四千頭身の「3人漫才」は何がすごいのか

四千頭身

文=かんそう 編集=鈴木 梢

写真提供:ワタナベエンターテインメント
(左)都築拓紀(つづき・ひろき)1997年3月20日生まれ。茨城県出身。
(中央)後藤拓実(ごとう・たくみ)1997年2月6日生まれ。岩手県出身。
(右)石橋遼大(いしばし・りょうだい)1996年9月13日生まれ。東京都出身。


トリオ芸人となれば、大抵はコントを主にする。なぜなら、漫才をしたら「ひとりが余る」から。3人で漫才をするというのはなかなか難しい。ところが「3人漫才」の形に革命を起こしたトリオがいる。四千頭身だ。

あらゆるエンタメやカルチャー、事象についての“感想”を綴るブログ『kansou』を運営するかんそうが、四千頭身の漫才は何がすごいのかを具体的に3つのネタを用いながら解説する。


「ふたりの漫才」からの変化で笑いが増幅されていく

四千頭身。向かって左から都築拓紀、後藤拓実、石橋遼大。弱冠22、23歳のトリオだが実力は折り紙付きで、特に後藤はすべてのネタづくりを担当し、そのローテンションツッコミは「アメトーーク!『ツッコミ芸人が選ぶ このツッコミがすごい!!』」にて博多華丸・大吉の博多大吉先生に「はじめて見たとき衝撃でした」と言わしめるほど。今回はそんな新進気鋭の芸人・四千頭身の「漫才」について改めて考えたい。

そもそもトリオ漫才というのはものすごく難しいと思う。たとえばボケふたりに対してツッコミひとりという役割の場合、どうしても「ひとりが余る」という状況に陥りやすい。ひとりがボケているとき、もうひとりは手持ち無沙汰になってしまい、結局ふたりとひとりで分離してしまい、3人でやる意味が薄くなってしまう。

そのためひとりが軽いボケ(小ボケ)で流れを作り、もうひとりが落とす(大ボケ)というパターンに固まりやすく、その繰り返しに終始してしまいネタに「幅」を持たせられない。だからトリオ芸人のほとんどは漫才ではなくコントを主としている。「演劇」「芝居」の要素が強いコントなら人数の利を活かすネタが作りやすく、シーンによってひとりが登場しなくても違和感が生じづらい。

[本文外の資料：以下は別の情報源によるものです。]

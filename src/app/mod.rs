// ==========================================
// 家禽杂交预测系统 - 应用层
// ==========================================
// 职责: 依赖装配与 HTTP 路由
// ==========================================

pub mod http;
pub mod state;

// 重导出
pub use http::router;
pub use state::{get_default_db_path, AppState};
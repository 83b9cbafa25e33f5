// ==========================================
// 家禽杂交预测系统 - 杂交 API
// ==========================================
// 流程: 校验请求 → 查缓存 → 解析亲本 → 预测 → 写缓存
// 缓存: 可选; 读写失败只记录告警,不影响预测结果
// ==========================================

use std::sync::Arc;
use tracing::{info, instrument, warn};

use crate::api::dto::{CrossCalculationRequest, CrossCalculationResponse, CrossPrediction};
use crate::api::error::{ApiError, ApiResult};
use crate::domain::breed::BreedTraitRecord;
use crate::domain::prediction::{CrossPairKey, CrossPredictionResult};
use crate::engine::CrossPredictor;
use crate::i18n::{t, t_with_args};
use crate::perf::PerfGuard;
use crate::repository::breed_catalog::BreedCatalog;
use crate::repository::prediction_cache::PredictionCache;

// ==========================================
// CrossApi - 杂交 API
// ==========================================
pub struct CrossApi {
    catalog: Arc<dyn BreedCatalog>,
    cache: Option<Arc<dyn PredictionCache>>,
    predictor: CrossPredictor,
}

impl CrossApi {
    /// 创建新的CrossApi实例
    ///
    /// # 参数
    /// - catalog: 品种目录
    /// - cache: 预测缓存（None 表示不缓存）
    pub fn new(catalog: Arc<dyn BreedCatalog>, cache: Option<Arc<dyn PredictionCache>>) -> Self {
        Self {
            catalog,
            cache,
            predictor: CrossPredictor::new(),
        }
    }

    /// 计算杂交预测
    ///
    /// # 返回
    /// - Err(ApiError::InvalidInput): 亲本 id 为空
    /// - Err(ApiError::NotFound): 任一亲本不存在
    #[instrument(skip(self, request), fields(
        parent_a = %request.parent_a_id,
        parent_b = %request.parent_b_id
    ))]
    pub fn calculate(&self, request: &CrossCalculationRequest) -> ApiResult<CrossPrediction> {
        Self::validate_request(request)?;

        let key = CrossPairKey::new(&request.parent_a_id, &request.parent_b_id);

        if let Some(cached) = self.cached_result(&key) {
            let (parent_a, parent_b) = self.resolve_parents(request)?;
            info!(pair_key = %key, "命中预测缓存");
            return Ok(CrossPrediction {
                parent_a: (&parent_a).into(),
                parent_b: (&parent_b).into(),
                offspring: cached,
                cached: true,
            });
        }

        let (parent_a, parent_b) = self.resolve_parents(request)?;

        let offspring = {
            let _perf = PerfGuard::new("calculate_cross");
            self.predictor.calculate_cross(&parent_a, &parent_b)
        };

        self.store_result(&request.parent_a_id, &request.parent_b_id, &offspring);

        Ok(CrossPrediction {
            parent_a: (&parent_a).into(),
            parent_b: (&parent_b).into(),
            offspring,
            cached: false,
        })
    }

    /// 计算并包装为响应信封
    pub fn respond(&self, request: &CrossCalculationRequest) -> CrossCalculationResponse {
        Self::into_envelope(self.calculate(request))
    }

    /// 计算结果统一转为响应信封（失败时记录告警）
    pub fn into_envelope(outcome: ApiResult<CrossPrediction>) -> CrossCalculationResponse {
        match outcome {
            Ok(prediction) => CrossCalculationResponse::ok(prediction),
            Err(err) => {
                warn!(error = %err, code = err.code(), "杂交计算失败");
                CrossCalculationResponse::failure(Self::envelope_message(&err))
            }
        }
    }

    /// 信封中返回给调用方的本地化消息
    pub fn envelope_message(err: &ApiError) -> String {
        match err {
            ApiError::NotFound(_) => t("cross.parents_not_found"),
            ApiError::InvalidInput(_) | ApiError::ValidationError(_) => t("cross.invalid_request"),
            _ => t("cross.calculation_failed"),
        }
    }

    // ==========================================
    // 内部辅助
    // ==========================================

    fn validate_request(request: &CrossCalculationRequest) -> ApiResult<()> {
        for (field, value) in [
            ("parentAId", &request.parent_a_id),
            ("parentBId", &request.parent_b_id),
        ] {
            if value.trim().is_empty() {
                return Err(ApiError::InvalidInput(t_with_args(
                    "cross.parent_id_required",
                    &[("field", field)],
                )));
            }
        }
        Ok(())
    }

    fn resolve_parents(
        &self,
        request: &CrossCalculationRequest,
    ) -> ApiResult<(BreedTraitRecord, BreedTraitRecord)> {
        let parent_a = self.catalog.get_breed_by_id(&request.parent_a_id)?;
        let parent_b = self.catalog.get_breed_by_id(&request.parent_b_id)?;

        match (parent_a, parent_b) {
            (Some(a), Some(b)) => Ok((a, b)),
            _ => Err(ApiError::NotFound(t("cross.parents_not_found"))),
        }
    }

    fn cached_result(&self, key: &CrossPairKey) -> Option<CrossPredictionResult> {
        let cache = self.cache.as_ref()?;
        match cache.get(key) {
            Ok(hit) => hit.map(|cached| cached.result),
            Err(e) => {
                warn!(pair_key = %key, error = %e, "读取预测缓存失败");
                None
            }
        }
    }

    fn store_result(&self, parent_a_id: &str, parent_b_id: &str, result: &CrossPredictionResult) {
        let Some(cache) = self.cache.as_ref() else {
            return;
        };
        if let Err(e) = cache.put(parent_a_id, parent_b_id, result) {
            warn!(parent_a = %parent_a_id, parent_b = %parent_b_id, error = %e, "写入预测缓存失败");
        }
    }
}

しかし、四千頭身はそのデメリットを逆に利用する。「あえて余りを作る」ことでそれを伏線にして「3人でしかできない笑い」を作り出す。

たとえば、「1回クイズ」というネタがある。都築が「10回クイズの1回バージョンを考えてきたからやろう」と提案し出題していくが、後藤が「1回だけ言わされても洗脳始まってないから意味ない」と困惑しながらツッコんでいくというネタ。

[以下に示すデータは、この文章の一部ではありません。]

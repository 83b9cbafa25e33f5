// ==========================================
// 家禽杂交预测系统 - 品种目录仓储
// ==========================================
// 红线: 目录启动时加载一次,之后只读
// 红线: Repository 不含预测逻辑
// ==========================================
// 列表类查询统一按品种名称排序
// ==========================================

use crate::domain::breed::BreedTraitRecord;
use crate::domain::types::BreedCategory;
use crate::repository::error::RepositoryResult;
use std::collections::{BTreeSet, HashMap};

// ==========================================
// BreedCatalog Trait - 品种查找接口
// ==========================================
pub trait BreedCatalog: Send + Sync {
    /// 按 id 查找品种（未找到 → None）
    fn get_breed_by_id(&self, id: &str) -> RepositoryResult<Option<BreedTraitRecord>>;

    /// 全部品种
    fn list_breeds(&self) -> RepositoryResult<Vec<BreedTraitRecord>>;

    /// 指定类别的品种（未知类别 → 空列表）
    fn list_breeds_by_category(&self, category: &str) -> RepositoryResult<Vec<BreedTraitRecord>>;

    /// 名称 / 描述 / 产地 / 类别 子串搜索（不区分大小写）
    fn search_breeds(&self, query: &str) -> RepositoryResult<Vec<BreedTraitRecord>>;

    /// 目录中出现的类别（去重,排序）
    fn categories(&self) -> RepositoryResult<Vec<String>>;

    fn len(&self) -> RepositoryResult<usize>;
}

// ==========================================
// InMemoryBreedCatalog - 内存目录
// ==========================================
#[derive(Debug, Clone, Default)]
pub struct InMemoryBreedCatalog {
    records: Vec<BreedTraitRecord>, // 按名称排序
    by_id: HashMap<String, usize>,
}

impl InMemoryBreedCatalog {
    /// 从记录构建目录（重复 id 时后者覆盖前者）
    pub fn new(records: Vec<BreedTraitRecord>) -> Self {
        let mut unique: HashMap<String, BreedTraitRecord> = HashMap::with_capacity(records.len());
        for record in records {
            unique.insert(record.id.clone(), record);
        }

        let mut records: Vec<BreedTraitRecord> = unique.into_values().collect();
        records.sort_by(|a, b| a.name.cmp(&b.name).then_with(|| a.id.cmp(&b.id)));

        let by_id = records
            .iter()
            .enumerate()
            .map(|(idx, record)| (record.id.clone(), idx))
            .collect();

        Self { records, by_id }
    }

    fn matches_query(record: &BreedTraitRecord, needle: &str) -> bool {
        record.name.to_lowercase().contains(needle)
            || record.description.to_lowercase().contains(needle)
            || record.origin.to_lowercase().contains(needle)
            || record.category.as_str().contains(needle)
    }
}

impl BreedCatalog for InMemoryBreedCatalog {
    fn get_breed_by_id(&self, id: &str) -> RepositoryResult<Option<BreedTraitRecord>> {
        Ok(self.by_id.get(id).map(|&idx| self.records[idx].clone()))
    }

    fn list_breeds(&self) -> RepositoryResult<Vec<BreedTraitRecord>> {
        Ok(self.records.clone())
    }

    fn list_breeds_by_category(&self, category: &str) -> RepositoryResult<Vec<BreedTraitRecord>> {
        let Some(category) = BreedCategory::from_str(category) else {
            return Ok(Vec::new());
        };
        Ok(self
            .records
            .iter()
            .filter(|record| record.category == category)
            .cloned()
            .collect())
    }

    fn search_breeds(&self, query: &str) -> RepositoryResult<Vec<BreedTraitRecord>> {
        let needle = query.trim().to_lowercase();
        Ok(self
            .records
            .iter()
            .filter(|record| Self::matches_query(record, &needle))
            .cloned()
            .collect())
    }

    fn categories(&self) -> RepositoryResult<Vec<String>> {
        let set: BTreeSet<&'static str> = self
            .records
            .iter()
            .map(|record| record.category.as_str())
            .collect();
        Ok(set.into_iter().map(str::to_string).collect())
    }

    fn len(&self) -> RepositoryResult<usize> {
        Ok(self.records.len())
    }
}
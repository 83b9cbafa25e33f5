// ==========================================
// 引擎单元测试公共样例
// ==========================================

use crate::domain::breed::{
    BehaviorTraits, BreedTraitRecord, PhysicalTraits, Pricing, ProductionTraits,
};
use crate::domain::types::{
    AbilityLevel, BodySize, Broodiness, BreedCategory, CombType, ConservationStatus, Temperament,
};

/// 创建一条中规中矩的测试品种记录（两条同名样例仅 id 不同）
pub(crate) fn sample_breed(id: &str) -> BreedTraitRecord {
    BreedTraitRecord {
        id: id.to_string(),
        name: format!("Sample {}", id),
        category: BreedCategory::Layer,
        origin: "England".to_string(),
        description: "Sample breed for engine tests".to_string(),
        conservation_status: ConservationStatus::Common,
        physical_traits: PhysicalTraits {
            feather_color: "Buff".to_string(),
            comb_type: CombType::Single,
            body_size: BodySize::Large,
            leg_color: "White".to_string(),
            skin_color: "White".to_string(),
            egg_color: "Brown".to_string(),
            pattern: None,
        },
        production_traits: ProductionTraits {
            egg_production_min: 200,
            egg_production_max: 280,
            egg_size_oz: 2.0,
            meat_weight: 7.0,
            feed_conversion: 2.5,
            broodiness: Broodiness::Moderate,
            maturity_weeks: 22,
        },
        behavior_traits: BehaviorTraits {
            temperament: Temperament::Calm,
            cold_hardiness: 4,
            heat_tolerance: 3,
            foraging: AbilityLevel::Moderate,
            confinement_tolerance: AbilityLevel::Excellent,
            disease_resistance: 4,
        },
        genetic_traits: Vec::new(),
        pricing: Pricing {
            day_old_chick_min: 4.0,
            day_old_chick_max: 6.0,
            started_pullet_min: 20.0,
            started_pullet_max: 30.0,
            breeding_quality_min: 40.0,
            breeding_quality_max: 60.0,
            show_quality_min: None,
            show_quality_max: None,
            rarity_premium: 1.0,
        },
        image_url: None,
        is_exotic: false,
    }
}
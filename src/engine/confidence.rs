// ==========================================
// 家禽杂交预测系统 - 置信度估算
// ==========================================
// 基准 0.8
// 每个 common 亲本 +0.1; 任一外来品种 -0.2; 同类别 +0.1
// 最终截断到 [0.3, 1.0]
// ==========================================

use crate::domain::breed::BreedTraitRecord;
use crate::domain::types::ConservationStatus;

pub const BASE_CONFIDENCE: f64 = 0.8;
pub const MIN_CONFIDENCE: f64 = 0.3;
pub const MAX_CONFIDENCE: f64 = 1.0;

#[derive(Debug, Default, Clone, Copy)]
pub struct ConfidenceEstimator;

impl ConfidenceEstimator {
    pub fn new() -> Self {
        Self
    }

    pub fn estimate(&self, parent_a: &BreedTraitRecord, parent_b: &BreedTraitRecord) -> f64 {
        let mut confidence = BASE_CONFIDENCE;

        if parent_a.conservation_status == ConservationStatus::Common {
            confidence += 0.1;
        }
        if parent_b.conservation_status == ConservationStatus::Common {
            confidence += 0.1;
        }
        if parent_a.is_exotic || parent_b.is_exotic {
            confidence -= 0.2;
        }
        if parent_a.category == parent_b.category {
            confidence += 0.1;
        }

        confidence.clamp(MIN_CONFIDENCE, MAX_CONFIDENCE)
    }
}
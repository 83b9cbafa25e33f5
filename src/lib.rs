// ==========================================
// 家禽杂交预测系统 - 核心库
// ==========================================
// 技术栈: Rust + axum + SQLite
// 系统定位: 品种杂交预测（表型 / 生产 / 行为 / 价格）
// ==========================================

// 初始化国际化系统
rust_i18n::i18n!("locales", fallback = "en");

// ==========================================
// 模块声明
// ==========================================

// 领域层 - 品种记录与预测结果
pub mod domain;

// 数据仓储层 - 品种目录与预测缓存
pub mod repository;

// 引擎层 - 杂交预测规则
pub mod engine;

// 导入层 - 品种目录 JSON
pub mod importer;

// 配置层 - 系统配置
pub mod config;

// 数据库基础设施（连接初始化/PRAGMA 统一）
pub mod db;

// 日志系统
pub mod logging;

// 国际化
pub mod i18n;

// 性能计时
pub mod perf;

// API 层 - 业务接口
pub mod api;

// 应用层 - 装配与 HTTP
pub mod app;

// ==========================================
// 重导出核心类型
// ==========================================

// 领域类型
pub use domain::types::{
    AbilityLevel, BodySize, Broodiness, BreedCategory, CombType, ConservationStatus, Dominance,
    Temperament,
};

// 领域实体
pub use domain::{BreedTraitRecord, CrossPairKey, CrossPredictionResult, HybridVigor};

// 引擎
pub use engine::{calculate_cross, CrossPredictor};

// API
pub use api::{BreedApi, CrossApi};

// ==========================================
// 常量定义
// ==========================================

// 系统版本
pub const VERSION: &str = env!("CARGO_PKG_VERSION");

// 系统名称
pub const APP_NAME: &str = "家禽杂交预测系统";
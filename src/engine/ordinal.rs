// ==========================================
// 家禽杂交预测系统 - 有序性状混合
// ==========================================
// 规则: 两亲本等级取平均,按 ≤ k+0.5 分桶
// 例: 三级量表 ≤1.5 → 1, ≤2.5 → 2, 其余 → 3
// ==========================================

use crate::domain::types::OrdinalScale;

/// 两亲本等级的算术平均
pub fn average_rank<T: OrdinalScale>(a: T, b: T) -> f64 {
    (a.rank() as f64 + b.rank() as f64) / 2.0
}

/// 平均等级落入的桶（恰好在中点时取低一级）
pub fn bucket<T: OrdinalScale>(avg: f64) -> T {
    for level in T::LEVELS {
        if avg <= level.rank() as f64 + 0.5 {
            return *level;
        }
    }
    // 超出最高桶边界
    T::LEVELS[T::LEVELS.len() - 1]
}

/// 混合两个亲本的有序性状
pub fn blend<T: OrdinalScale>(a: T, b: T) -> T {
    bucket(average_rank(a, b))
}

このネタの異常性は「序盤は後藤と都築ふたりだけで漫才をする」というところ。この間、右にいる石橋はひと言も発しない。話を振ることもなく、完全に無視して進んでいく。開始から2分後、ようやく石橋が口を開く。

「混ぜて」

これだけで爆笑が起きる。「ひとり余っている」ということが完璧なフリになっている。そして今度は石橋が都築に1回クイズを出題するのだが、単純に問題の難易度がべらぼうに高く都築はまったく答えられない。「ただのクイズとして成立してる」と困惑する後藤。都築は「石橋みたいな問題を出せばいいのか」と再び後藤に問題を出すのだが、それもどこかおかしく、さらに後藤を困惑させる。1回クイズ自体はスタンダードなネタなのだが、「ふたりの漫才」から「3人の漫才」になることでさらに笑いが増幅されていく。